Abel Ferrara's thriller "Zeros and Ones," shot in Rome during the pandemic, is something new and exciting for the American renegade.
Greg Cwik
Zeros and Ones
Zeros and Ones
"The fact that we’re still making movies is a fucking miracle."
—Abel Ferrara
Abel Ferrara has, for most of his career—most of his life, really—been more comfortable amid scum and sewage and sin, the tawdry, oil-slick sleaze of pre-Giuliani New York, than he has polite society. He was, in his youth, into middle age, even now, at 69—a family man and ten years sober after a lifetime of insalubrious activities—not one to give a fuck. He's more 42nd Street than 54th, and yet he got a nice retrospective at MoMA a couple years ago. He cut his teeth on porn and exploitation that, while just as schlocky as anything else with a similar budget and penchant for perversity, is obviously made by a mad genius, one who doesn't entirely fit in with the other weirdos of New York. Consider the ferocity of his early films, the sordid living quarters of a soon-to-be-insane artist and the cacophonic rockers in the next room in his Video Nasty The Driller Killer (1979), in which Ferrara himself plays the psycho of the title; or the woman in nun garb seeking revenge against rapists and those who protect them in Ms. 45 (1981); or Fear City (1984), in which a killer of women, who also happens to be a crazy karate master, fights a former boxer-cum-gumshoe in a ridiculous scene of back-alley fisticuffs; or the modern Romeo and Juliet China Girl (1987) transported to Houston Street, Manhattan. The '90s were a productive decade for Ferrara, who released 11 works (features, music videos, made-for-TV stuff) and found more widespread success than before, particularly with 1990’s King of New York (1990, which features a towering turn from Christopher Walken), 1992’s Bad Lieutenant (naked Harvey Keitel), and 1996’s The Funeral (again with Walken), and yet even his most accessible, most crowd-pleasing affair, such as Body Snatchers (1993), has an insubordinate streak, a movie with more on its mind than monsters.

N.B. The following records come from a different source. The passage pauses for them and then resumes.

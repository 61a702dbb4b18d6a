//! APRS-IS line parser.
//!
//! The message grammars overlap, so matching is done by an ordered list of
//! matchers and the first one that accepts the information field wins:
//!
//! 1. user message: `:` + 9-char addressee + `:` + body
//! 2. bulletin: `BLN` + digit + 5-char group + `:` + text
//! 3. announcement: `BLN` + uppercase letter + 5-char group + `:` + text
//! 4. addressed body: 9-char addressee (wider character set) + `:` + body
//!
//! Bodies behind either addressee form (1 or 4) are then classified as
//! telemetry definitions, bare acks/rejects, or messages with an optional
//! trailing id. A user-message body that is exactly `ackNN` or `rejNN` is
//! therefore a response, never message text.

use crate::packet::{
    MessageBody, Packet, PacketBody, ParseError, ResponseBody, ResponseKind, TelemetryTag,
};

/// Maximum bulletin text length.
const MAX_BULLETIN_TEXT: usize = 67;

/// Width of a new-format (reply-ack capable) message id.
const NEW_ID_LENGTH: usize = 2;

/// Maximum width of a legacy message id.
const MAX_LEGACY_ID_LENGTH: usize = 5;

type Matcher = fn(&str) -> Option<PacketBody>;

/// Matchers in precedence order.
const MATCHERS: [(&str, Matcher); 4] = [
    ("user-message", match_user_message),
    ("bulletin", match_bulletin),
    ("announcement", match_announcement),
    ("addressed", match_addressed),
];

/// Parse one upstream line.
///
/// Trailing CR/LF is ignored. Never panics on malformed input.
///
/// # Errors
///
/// Returns [`ParseError::Unrecognized`] if the line has no information field
/// or matches none of the grammars.
pub fn parse(line: &str) -> Result<Packet, ParseError> {
    let line = line.trim_end_matches(['\r', '\n']);
    let (header, info) = line.split_once(':').ok_or(ParseError::Unrecognized)?;

    let body = MATCHERS
        .iter()
        .find_map(|(_, matcher)| matcher(info))
        .ok_or(ParseError::Unrecognized)?;

    let (source, destination, path) = split_header(header);

    Ok(Packet {
        source,
        destination,
        path,
        body,
        raw: line.to_string(),
    })
}

/// Split `SRC>DEST,HOP1,HOP2` into its parts.
fn split_header(header: &str) -> (String, String, Vec<String>) {
    let Some((source, rest)) = header.split_once('>') else {
        return (String::new(), String::new(), Vec::new());
    };

    let mut fields = rest.split(',');
    let destination = fields.next().unwrap_or_default().to_string();
    let path = fields
        .filter(|hop| !hop.is_empty())
        .map(str::to_string)
        .collect();

    (source.to_string(), destination, path)
}

fn match_user_message(info: &str) -> Option<PacketBody> {
    let rest = info.strip_prefix(':')?;
    let (addressee, body) = split_addressee(rest, is_strict_addressee_char)?;
    Some(classify_body(addressee, body))
}

fn match_bulletin(info: &str) -> Option<PacketBody> {
    let (slot, group, text) = split_bulletin(info, |c| c.is_ascii_digit(), |c| {
        c.is_ascii_lowercase() || c.is_ascii_digit() || matches!(c, '_' | ' ' | '-')
    })?;

    if group.is_empty() {
        Some(PacketBody::Bulletin { slot, text })
    } else {
        Some(PacketBody::GroupBulletin { slot, group, text })
    }
}

fn match_announcement(info: &str) -> Option<PacketBody> {
    let (slot, group, text) =
        split_bulletin(info, |c| c.is_ascii_uppercase(), is_broad_addressee_char)?;
    Some(PacketBody::Announcement { slot, group, text })
}

fn match_addressed(info: &str) -> Option<PacketBody> {
    let (addressee, body) = split_addressee(info, is_broad_addressee_char)?;
    Some(classify_body(addressee, body))
}

fn is_strict_addressee_char(c: char) -> bool {
    c.is_ascii_alphanumeric() || matches!(c, ' ' | '-')
}

fn is_broad_addressee_char(c: char) -> bool {
    c.is_ascii_alphanumeric() || matches!(c, '_' | ' ' | '-')
}

/// Split a 9-character addressee field followed by `:` from its body.
fn split_addressee(s: &str, allowed: fn(char) -> bool) -> Option<(&str, &str)> {
    let bytes = s.as_bytes();
    if bytes.len() <= crate::ADDRESSEE_WIDTH || bytes[crate::ADDRESSEE_WIDTH] != b':' {
        return None;
    }

    let field = &bytes[..crate::ADDRESSEE_WIDTH];
    if !field.iter().all(|&b| allowed(char::from(b))) {
        return None;
    }

    // Field bytes are ASCII, so these are char boundaries.
    let addressee = s[..crate::ADDRESSEE_WIDTH].trim_end_matches(' ');
    let body = &s[crate::ADDRESSEE_WIDTH + 1..];
    Some((addressee, body))
}

/// Split `BLN<slot><group:5>:<text>`.
fn split_bulletin(
    info: &str,
    slot_ok: fn(char) -> bool,
    group_ok: fn(char) -> bool,
) -> Option<(char, String, String)> {
    let rest = info.strip_prefix(crate::BULLETIN_PREFIX)?;
    let bytes = rest.as_bytes();
    if bytes.len() < 7 || bytes[6] != b':' {
        return None;
    }

    let slot = char::from(bytes[0]);
    if !slot_ok(slot) || !bytes[1..6].iter().all(|&b| group_ok(char::from(b))) {
        return None;
    }

    let group = rest[1..6].trim_end_matches(' ').to_string();
    let text: String = rest[7..].chars().take(MAX_BULLETIN_TEXT).collect();
    Some((slot, group, text.trim().to_string()))
}

/// Classify the body behind an addressee field.
fn classify_body(addressee: &str, body: &str) -> PacketBody {
    let addressee = addressee.to_string();

    if let Some(tag) = TelemetryTag::ALL
        .into_iter()
        .find(|tag| body.starts_with(tag.prefix()))
    {
        return PacketBody::Telemetry {
            addressee,
            tag,
            payload: body[tag.prefix().len()..].to_string(),
        };
    }

    if let Some((kind, id, ack_id)) = split_response(body) {
        return PacketBody::Response(ResponseBody {
            addressee,
            kind,
            id: id.to_string(),
            ack_id: ack_id.map(str::to_string),
        });
    }

    let (text, id, ack_id) = match split_message_id(body) {
        Some((text, id, ack_id)) => (text, Some(id.to_string()), ack_id.map(str::to_string)),
        None => (body, None, None),
    };

    PacketBody::Message(MessageBody {
        addressee,
        text: text.trim().to_string(),
        id,
        ack_id,
    })
}

fn is_id(s: &str, len: std::ops::RangeInclusive<usize>) -> bool {
    len.contains(&s.len()) && s.bytes().all(|b| b.is_ascii_alphanumeric())
}

/// Match `MM}` + optional `AA` (new format) and return `(id, ack_id)`.
fn split_new_format(tail: &str) -> Option<(&str, Option<&str>)> {
    let (id, ack) = tail.split_once('}')?;
    if !is_id(id, NEW_ID_LENGTH..=NEW_ID_LENGTH) {
        return None;
    }
    if ack.is_empty() {
        Some((id, None))
    } else if is_id(ack, NEW_ID_LENGTH..=NEW_ID_LENGTH) {
        Some((id, Some(ack)))
    } else {
        None
    }
}

/// Match `ackMM}AA`, `ackMM}` or legacy `ackNNNNN` (and the `rej` forms).
fn split_response(body: &str) -> Option<(ResponseKind, &str, Option<&str>)> {
    let (kind, rest) = if let Some(rest) = body.strip_prefix("ack") {
        (ResponseKind::Ack, rest)
    } else if let Some(rest) = body.strip_prefix("rej") {
        (ResponseKind::Rej, rest)
    } else {
        return None;
    };

    if rest.contains('}') {
        let (id, ack_id) = split_new_format(rest)?;
        return Some((kind, id, ack_id));
    }

    is_id(rest, 1..=MAX_LEGACY_ID_LENGTH).then_some((kind, rest, None))
}

/// Match `text{MM}AA`, `text{MM}` or legacy `text{NNNNN` and return
/// `(text, id, ack_id)`.
///
/// Ids never contain `{`, so only the last brace can start a valid suffix.
fn split_message_id(body: &str) -> Option<(&str, &str, Option<&str>)> {
    let open = body.rfind('{')?;
    let (text, tail) = (&body[..open], &body[open + 1..]);

    if tail.contains('}') {
        let (id, ack_id) = split_new_format(tail)?;
        return Some((text, id, ack_id));
    }

    is_id(tail, 1..=MAX_LEGACY_ID_LENGTH).then_some((text, tail, None))
}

Though these films thrum with ignominious life, there is something sad about them, a sense of self-loathing in their mania. Maybe it's because they're the work of a drug aficionado, a man with a fidgety mind whose chemically-augmented thoughts whir around faster than frames are fed into a projector. Ferrara has been open about his proclivity for drugs, his addictions to cocaine, heroin, and alcohol. They fueled his films. These self-destructive tendencies earned Ferrara a reputation for being a wild man, a bad boy, a reputation he has yet to fully shed. That he managed to put out so many good movies while being himself in such bad shape is something of a miracle. But isn't that what the movies are, 90-minute miracles?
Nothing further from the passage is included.